[Input — start]

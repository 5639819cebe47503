//! Test utilities for the provider adapters.
//!
//! The stubs here stand in for the HTTP transports so providers,
//! the aggregator and the batch processor can be exercised without a
//! network. Each stub counts its calls, and the optional delay is applied
//! after counting so timeouts can be observed on paused time.

use std::collections::{BTreeMap, HashMap};
use std::sync::atomic::{AtomicUsize, Ordering};
use std::sync::{Mutex, PoisonError};
use std::time::Duration;

use async_trait::async_trait;
use livability_core::{Coordinate, SearchRadius};
use tokio::time::Instant;

use crate::TransportError;
use crate::geocode::{GeocodeCandidate, GeocodeTransport};
use crate::places::{PlaceRecord, PlaceSearchTransport};
use crate::tags::{TagQueryTransport, TaggedElement};

/// Endpoint label reported by [`StubPlaceSearchTransport`].
pub const STUB_PLACES_ENDPOINT: &str = "stub://places";

/// Stub [`GeocodeTransport`] answering from a per-address table.
///
/// Addresses without an entry resolve to no candidates.
///
/// # Example
///
/// ```
/// use livability_data::geocode::GeocodeProvider;
/// use livability_data::test_support::{StubGeocodeTransport, candidate};
///
/// let transport = StubGeocodeTransport::new()
///     .with_candidates("Karlova 1", vec![candidate("50.086", "14.415", "Karlova 1")]);
/// let provider = GeocodeProvider::new(transport);
/// assert!(provider.transport().call_instants().is_empty());
/// ```
#[derive(Debug, Default)]
pub struct StubGeocodeTransport {
    responses: HashMap<String, Result<Vec<GeocodeCandidate>, TransportError>>,
    calls: Mutex<Vec<Instant>>,
}

impl StubGeocodeTransport {
    /// Create a stub that finds nothing.
    #[must_use]
    pub fn new() -> Self {
        Self::default()
    }

    /// Answer `address` with `candidates`.
    #[must_use]
    pub fn with_candidates(
        mut self,
        address: impl Into<String>,
        candidates: Vec<GeocodeCandidate>,
    ) -> Self {
        self.responses.insert(address.into(), Ok(candidates));
        self
    }

    /// Fail `address` with `error`.
    #[must_use]
    pub fn with_error(mut self, address: impl Into<String>, error: TransportError) -> Self {
        self.responses.insert(address.into(), Err(error));
        self
    }

    /// Instants at which searches started, in call order.
    #[must_use]
    pub fn call_instants(&self) -> Vec<Instant> {
        self.calls
            .lock()
            .unwrap_or_else(PoisonError::into_inner)
            .clone()
    }
}

#[async_trait]
impl GeocodeTransport for StubGeocodeTransport {
    async fn search(&self, query: &str) -> Result<Vec<GeocodeCandidate>, TransportError> {
        self.calls
            .lock()
            .unwrap_or_else(PoisonError::into_inner)
            .push(Instant::now());
        self.responses.get(query).cloned().unwrap_or(Ok(Vec::new()))
    }
}

/// Build a geocoder candidate with no address details.
#[must_use]
pub fn candidate(lat: &str, lon: &str, display_name: &str) -> GeocodeCandidate {
    GeocodeCandidate {
        lat: lat.to_owned(),
        lon: lon.to_owned(),
        display_name: display_name.to_owned(),
        address: BTreeMap::new(),
    }
}

/// Stub [`PlaceSearchTransport`] returning the same response for every
/// search.
#[derive(Debug)]
pub struct StubPlaceSearchTransport {
    response: Result<Vec<PlaceRecord>, TransportError>,
    delay: Duration,
    calls: AtomicUsize,
}

impl StubPlaceSearchTransport {
    /// Create a stub returning `records`.
    #[must_use]
    pub const fn with_records(records: Vec<PlaceRecord>) -> Self {
        Self {
            response: Ok(records),
            delay: Duration::ZERO,
            calls: AtomicUsize::new(0),
        }
    }

    /// Create a stub failing with `error`.
    #[must_use]
    pub const fn with_error(error: TransportError) -> Self {
        Self {
            response: Err(error),
            delay: Duration::ZERO,
            calls: AtomicUsize::new(0),
        }
    }

    /// Sleep for `delay` before answering.
    #[must_use]
    pub const fn with_delay(mut self, delay: Duration) -> Self {
        self.delay = delay;
        self
    }

    /// Number of searches issued.
    #[must_use]
    pub fn calls(&self) -> usize {
        self.calls.load(Ordering::SeqCst)
    }
}

#[async_trait]
impl PlaceSearchTransport for StubPlaceSearchTransport {
    fn endpoint(&self) -> &str {
        STUB_PLACES_ENDPOINT
    }

    async fn search(
        &self,
        _centre: Coordinate,
        _radius: SearchRadius,
    ) -> Result<Vec<PlaceRecord>, TransportError> {
        self.calls.fetch_add(1, Ordering::SeqCst);
        if !self.delay.is_zero() {
            tokio::time::sleep(self.delay).await;
        }
        self.response.clone()
    }
}

/// Build a categorised place record with a reported distance.
#[must_use]
pub fn place(name: &str, distance: f64, category_id: &str, category_name: &str) -> PlaceRecord {
    PlaceRecord {
        name: Some(name.to_owned()),
        distance_meters: Some(distance),
        location: None,
        category_id: Some(category_id.to_owned()),
        category_name: Some(category_name.to_owned()),
    }
}

/// Stub [`TagQueryTransport`] answering from a per-endpoint table.
///
/// Endpoints without an entry return no elements.
#[derive(Debug, Default)]
pub struct StubTagQueryTransport {
    responses: HashMap<String, Result<Vec<TaggedElement>, TransportError>>,
    delay: Duration,
    calls: Mutex<HashMap<String, usize>>,
}

impl StubTagQueryTransport {
    /// Create a stub with no configured endpoints.
    #[must_use]
    pub fn new() -> Self {
        Self::default()
    }

    /// Answer queries to `endpoint` with `elements`.
    #[must_use]
    pub fn with_elements(
        mut self,
        endpoint: impl Into<String>,
        elements: Vec<TaggedElement>,
    ) -> Self {
        self.responses.insert(endpoint.into(), Ok(elements));
        self
    }

    /// Fail queries to `endpoint` with `error`.
    #[must_use]
    pub fn with_error(mut self, endpoint: impl Into<String>, error: TransportError) -> Self {
        self.responses.insert(endpoint.into(), Err(error));
        self
    }

    /// Sleep for `delay` before answering any query.
    #[must_use]
    pub const fn with_delay(mut self, delay: Duration) -> Self {
        self.delay = delay;
        self
    }

    /// Number of queries sent to `endpoint`.
    #[must_use]
    pub fn calls_to(&self, endpoint: &str) -> usize {
        self.calls
            .lock()
            .unwrap_or_else(PoisonError::into_inner)
            .get(endpoint)
            .copied()
            .unwrap_or(0)
    }

    /// Number of queries sent to any endpoint.
    #[must_use]
    pub fn total_calls(&self) -> usize {
        self.calls
            .lock()
            .unwrap_or_else(PoisonError::into_inner)
            .values()
            .sum()
    }
}

#[async_trait]
impl TagQueryTransport for StubTagQueryTransport {
    async fn query(
        &self,
        endpoint: &str,
        _query: &str,
    ) -> Result<Vec<TaggedElement>, TransportError> {
        *self
            .calls
            .lock()
            .unwrap_or_else(PoisonError::into_inner)
            .entry(endpoint.to_owned())
            .or_default() += 1;
        if !self.delay.is_zero() {
            tokio::time::sleep(self.delay).await;
        }
        self.responses
            .get(endpoint)
            .cloned()
            .unwrap_or(Ok(Vec::new()))
    }
}

/// Build a tagged node at `lat`, `lon`. Out-of-range positions yield a
/// node without a location.
#[must_use]
pub fn node(lat: f64, lon: f64, tags: &[(&str, &str)]) -> TaggedElement {
    TaggedElement {
        location: Coordinate::new(lat, lon).ok(),
        tags: tags
            .iter()
            .map(|(key, value)| ((*key).to_owned(), (*value).to_owned()))
            .collect(),
    }
}
//! Entry point for the command-line interface.
#![forbid(unsafe_code)]

use tracing_subscriber::EnvFilter;

fn main() {
    init_logging();
    if let Err(err) = livability_cli::run() {
        eprintln!("livability: {err}");
        std::process::exit(1);
    }
}

/// Send library `log` records to stderr, filtered by `RUST_LOG`.
fn init_logging() {
    tracing_subscriber::fmt()
        .compact()
        .with_env_filter(
            EnvFilter::try_from_default_env().unwrap_or_else(|_| EnvFilter::new("info")),
        )
        .with_writer(std::io::stderr)
        .init();
}
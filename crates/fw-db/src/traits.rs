//! Database trait definition

use crate::error::DbResult;
use crate::row::{Column, ColumnAction, Row};
use async_trait::async_trait;

/// Database abstraction trait for Forwardly
///
/// Each call is a single awaited round trip; callers issue them serially.
/// Implementations must be Send + Sync for async operation.
#[async_trait]
pub trait Database: Send + Sync {
    /// Execute one SQL statement, returns affected rows
    async fn execute(&self, sql: &str) -> DbResult<usize>;

    /// Execute one or more SQL statements separated by semicolons
    async fn execute_batch(&self, sql: &str) -> DbResult<()>;

    /// Select the columns of `schema` from `source`.
    ///
    /// `source` is everything after `FROM`, including any `WHERE` and
    /// `ORDER BY` clauses; rows come back in the order it specifies.
    async fn select(&self, schema: &[Column], source: &str) -> DbResult<Vec<Row>>;

    /// Insert `rows` into `table`.
    ///
    /// Each row carries one value per column of `schema`. Columns listed in
    /// `actions` take a server-side value instead and their row value is
    /// ignored.
    async fn insert(
        &self,
        schema: &[Column],
        table: &str,
        rows: &[Row],
        actions: &[(&str, ColumnAction)],
    ) -> DbResult<()>;

    /// Check if a table or view exists
    async fn relation_exists(&self, name: &str) -> DbResult<bool>;

    /// Open an explicit transaction on this connection
    async fn begin(&self) -> DbResult<()> {
        self.execute_batch("BEGIN TRANSACTION").await
    }

    /// Commit the open transaction
    async fn commit(&self) -> DbResult<()> {
        self.execute_batch("COMMIT").await
    }

    /// Roll back the open transaction
    async fn rollback(&self) -> DbResult<()> {
        self.execute_batch("ROLLBACK").await
    }

    /// Database type identifier for logging
    fn db_type(&self) -> &'static str;
}
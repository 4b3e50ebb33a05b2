//! Init command implementation

use anyhow::{Context, Result};

use crate::cli::GlobalArgs;
use crate::commands::common::{build_processor, load_project, open_database};

/// Execute the init command
pub async fn execute(global: &GlobalArgs) -> Result<()> {
    let project = load_project(global)?;
    let processor = build_processor(&project, false)?;
    let db = open_database(&project, global)?;

    processor
        .initialize(&db)
        .await
        .context("Failed to initialize migration log")?;

    println!(
        "Migration log table '{}' is ready",
        processor.migration_table_name()
    );
    Ok(())
}
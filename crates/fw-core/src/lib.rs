//! fw-core - Core library for Forwardly
//!
//! This crate provides the project configuration (`forwardly.yml`) and the
//! core error type shared by the other Forwardly crates.

pub mod config;
pub mod error;

pub use config::{Config, DatabaseConfig, DbType, MigrationsConfig};
pub use error::{CoreError, CoreResult};
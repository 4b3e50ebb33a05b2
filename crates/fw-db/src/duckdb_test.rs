use super::*;

const PEOPLE: &[Column] = &[
    Column::new("id", ColumnType::Integer),
    Column::new("name", ColumnType::Text),
    Column::new("active", ColumnType::Boolean),
    Column::new("seen_at", ColumnType::Timestamp),
];

async fn people_db() -> DuckDbBackend {
    let db = DuckDbBackend::in_memory().unwrap();
    db.execute_batch(
        "CREATE TABLE people (id BIGINT PRIMARY KEY, name VARCHAR, active BOOLEAN, seen_at TIMESTAMP)",
    )
    .await
    .unwrap();
    db
}

#[tokio::test]
async fn test_in_memory() {
    let db = DuckDbBackend::in_memory().unwrap();
    assert_eq!(db.db_type(), "duckdb");
}

#[tokio::test]
async fn test_new_memory_path() {
    let db = DuckDbBackend::new(":memory:").unwrap();
    db.execute("CREATE TABLE t (id INT)").await.unwrap();
    assert!(db.relation_exists("t").await.unwrap());
}

#[tokio::test]
async fn test_from_path_persists() {
    let dir = tempfile::tempdir().unwrap();
    let path = dir.path().join("app.duckdb");
    {
        let db = DuckDbBackend::from_path(&path).unwrap();
        db.execute_batch("CREATE TABLE kept (id INT)").await.unwrap();
    }
    let db = DuckDbBackend::from_path(&path).unwrap();
    assert!(db.relation_exists("kept").await.unwrap());
}

#[tokio::test]
async fn test_execute_batch() {
    let db = DuckDbBackend::in_memory().unwrap();
    db.execute_batch(
        "CREATE TABLE t1 (id INT); CREATE TABLE t2 (id INT); INSERT INTO t1 VALUES (1);",
    )
    .await
    .unwrap();

    assert!(db.relation_exists("t1").await.unwrap());
    assert!(db.relation_exists("t2").await.unwrap());
}

#[tokio::test]
async fn test_execute_error_carries_driver_message() {
    let db = DuckDbBackend::in_memory().unwrap();
    let err = db.execute_batch("CREATE TABLE (").await.unwrap_err();
    assert!(matches!(err, DbError::ExecutionError(_)));
    assert!(!err.driver_message().starts_with("[D002]"));
    assert!(err.to_string().starts_with("[D002]"));
}

#[tokio::test]
async fn test_missing_table_classified() {
    let db = DuckDbBackend::in_memory().unwrap();
    let err = db.execute("INSERT INTO nowhere VALUES (1)").await.unwrap_err();
    assert!(matches!(err, DbError::TableNotFound(_)));
}

#[tokio::test]
async fn test_relation_exists_schema_qualified() {
    let db = DuckDbBackend::in_memory().unwrap();
    db.execute_batch("CREATE SCHEMA ops; CREATE TABLE ops.log (id INT)")
        .await
        .unwrap();
    assert!(db.relation_exists("ops.log").await.unwrap());
    assert!(!db.relation_exists("log").await.unwrap());
    assert!(!db.relation_exists("nonexistent").await.unwrap());
}

#[tokio::test]
async fn test_insert_and_select_typed_rows() {
    let db = people_db().await;
    let rows = vec![
        Row::new(vec![
            SqlValue::Integer(2),
            SqlValue::from("bob"),
            SqlValue::Boolean(false),
            SqlValue::Null,
        ]),
        Row::new(vec![
            SqlValue::Integer(1),
            SqlValue::from("alice"),
            SqlValue::Boolean(true),
            SqlValue::Null,
        ]),
    ];
    db.insert(PEOPLE, "people", &rows, &[]).await.unwrap();

    let read = db.select(PEOPLE, "people ORDER BY id").await.unwrap();
    assert_eq!(read.len(), 2);
    assert_eq!(read[0].get_i64(0).unwrap(), 1);
    assert_eq!(read[0].get_text(1).unwrap(), "alice");
    assert!(read[0].get_bool(2).unwrap());
    assert_eq!(read[0].get_timestamp(3).unwrap(), None);
    assert_eq!(read[1].get_text(1).unwrap(), "bob");
}

#[tokio::test]
async fn test_insert_now_action_sets_timestamp() {
    let db = people_db().await;
    let row = Row::new(vec![
        SqlValue::Integer(1),
        SqlValue::from("alice"),
        SqlValue::Boolean(true),
        SqlValue::Null,
    ]);
    db.insert(PEOPLE, "people", &[row], &[("seen_at", ColumnAction::Now)])
        .await
        .unwrap();

    let read = db.select(PEOPLE, "people").await.unwrap();
    assert!(read[0].get_timestamp(3).unwrap().is_some());
}

#[tokio::test]
async fn test_select_where_clause() {
    let db = people_db().await;
    db.execute_batch(
        "INSERT INTO people VALUES (1, 'a', true, NULL), (2, 'b', false, NULL), (3, 'c', true, NULL)",
    )
    .await
    .unwrap();

    let read = db
        .select(&PEOPLE[..2], "people WHERE active ORDER BY id DESC")
        .await
        .unwrap();
    let ids: Vec<i64> = read.iter().map(|r| r.get_i64(0).unwrap()).collect();
    assert_eq!(ids, vec![3, 1]);
    assert_eq!(read[0].len(), 2);
}

#[tokio::test]
async fn test_insert_row_length_mismatch() {
    let db = people_db().await;
    let row = Row::new(vec![SqlValue::Integer(1)]);
    let err = db.insert(PEOPLE, "people", &[row], &[]).await.unwrap_err();
    assert!(matches!(err, DbError::SchemaMismatch(_)));
}

#[tokio::test]
async fn test_insert_value_type_mismatch() {
    let db = people_db().await;
    let row = Row::new(vec![
        SqlValue::from("not a number"),
        SqlValue::from("alice"),
        SqlValue::Boolean(true),
        SqlValue::Null,
    ]);
    let err = db.insert(PEOPLE, "people", &[row], &[]).await.unwrap_err();
    assert!(matches!(err, DbError::SchemaMismatch(_)));
}

#[tokio::test]
async fn test_transaction_commit_keeps_changes() {
    let db = people_db().await;
    db.begin().await.unwrap();
    db.execute_batch("CREATE TABLE t (id INT); INSERT INTO t VALUES (1)")
        .await
        .unwrap();
    db.commit().await.unwrap();
    assert!(db.relation_exists("t").await.unwrap());
}

#[tokio::test]
async fn test_transaction_rollback_discards_partial_batch() {
    let db = people_db().await;
    db.begin().await.unwrap();
    let err = db
        .execute_batch("CREATE TABLE t (id INT); INSERT INTO missing VALUES (1)")
        .await
        .unwrap_err();
    assert!(matches!(err, DbError::TableNotFound(_)));
    db.rollback().await.unwrap();

    assert!(!db.relation_exists("t").await.unwrap());
    // The connection is usable again after the rollback.
    db.execute("INSERT INTO people (id) VALUES (1)").await.unwrap();
}

#[test]
fn test_build_select_reads_timestamps_as_millis() {
    let sql = build_select(PEOPLE, "people ORDER BY id");
    assert_eq!(
        sql,
        "SELECT id, name, active, epoch_ms(seen_at) AS seen_at FROM people ORDER BY id"
    );
}

#[test]
fn test_build_insert_with_action() {
    let sql = build_insert(PEOPLE, "people", &[("seen_at", ColumnAction::Now)]);
    assert_eq!(
        sql,
        "INSERT INTO people (id, name, active, seen_at) VALUES (?, ?, ?, current_timestamp)"
    );
}
//! Per-step view of the catalog against the migration log.

use crate::catalog::MigrationCatalog;
use crate::log_store::LogEntry;
use chrono::{DateTime, Utc};
use serde::Serialize;
use std::collections::BTreeMap;

/// Where a step stands in the log
#[derive(Debug, Clone, PartialEq, Eq, Serialize)]
#[serde(tag = "state", rename_all = "snake_case")]
pub enum StepState {
    /// Recorded as successfully applied
    Applied { at: Option<DateTime<Utc>> },
    /// Last attempt failed; will be retried on the next pass
    Failed {
        at: Option<DateTime<Utc>>,
        message: String,
    },
    /// Not attempted yet
    Pending,
    /// Applied, but no longer declared in the catalog
    Missing,
    /// Applied with a statement that differs from the catalog
    Modified,
}

/// One line of a status report
#[derive(Debug, Clone, PartialEq, Eq, Serialize)]
pub struct StepStatus {
    pub order: i64,
    pub description: String,
    #[serde(flatten)]
    pub state: StepState,
}

/// Merge catalog steps and log entries into an ascending status report.
pub fn build_status(catalog: &MigrationCatalog, entries: &[LogEntry]) -> Vec<StepStatus> {
    let mut report: BTreeMap<i64, StepStatus> = catalog
        .steps()
        .iter()
        .map(|step| {
            (
                step.order,
                StepStatus {
                    order: step.order,
                    description: step.description.clone(),
                    state: StepState::Pending,
                },
            )
        })
        .collect();

    for entry in entries {
        let state = match (catalog.get(entry.creation_order), entry.successful) {
            (None, true) => StepState::Missing,
            (None, false) => continue,
            (Some(step), true) if step.statement != entry.query_executed => StepState::Modified,
            (Some(_), true) => StepState::Applied {
                at: entry.run_timestamp,
            },
            (Some(_), false) => StepState::Failed {
                at: entry.run_timestamp,
                message: entry.message.clone(),
            },
        };
        report.insert(
            entry.creation_order,
            StepStatus {
                order: entry.creation_order,
                description: entry.description.clone(),
                state,
            },
        );
    }

    report.into_values().collect()
}

#[cfg(test)]
mod tests {
    use super::*;

    fn entry(order: i64, query: &str, successful: bool) -> LogEntry {
        LogEntry {
            creation_order: order,
            description: format!("step {order}"),
            run_timestamp: None,
            query_executed: query.to_string(),
            successful,
            message: if successful { String::new() } else { "err".to_string() },
        }
    }

    #[test]
    fn test_build_status() {
        let catalog = MigrationCatalog::new()
            .with(1, "a", "SELECT 1")
            .unwrap()
            .with(2, "b", "SELECT 2")
            .unwrap()
            .with(3, "c", "SELECT 3")
            .unwrap()
            .with(4, "d", "SELECT 4")
            .unwrap();
        let entries = vec![
            entry(0, "SELECT 0", true),
            entry(1, "SELECT 1", true),
            entry(2, "SELECT 2 -- edited", true),
            entry(3, "SELECT 3", false),
            entry(9, "SELECT 9", false),
        ];

        let report = build_status(&catalog, &entries);
        let states: Vec<(i64, &StepState)> = report.iter().map(|s| (s.order, &s.state)).collect();
        assert_eq!(
            states,
            vec![
                (0, &StepState::Missing),
                (1, &StepState::Applied { at: None }),
                (2, &StepState::Modified),
                (
                    3,
                    &StepState::Failed {
                        at: None,
                        message: "err".to_string()
                    }
                ),
                (4, &StepState::Pending),
            ]
        );
    }
}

[Input — finish]

- _Your instructions_
Copy the records above exactly, please, but only from the first line through the line containing "exercised without a".

- _Answer for the task_
repository 5639819cebe47503
//! Test utilities for the provider adapters.
//!
//! The stubs here stand in for the HTTP transports so providers,
//! the aggregator and the batch processor can be exercised without a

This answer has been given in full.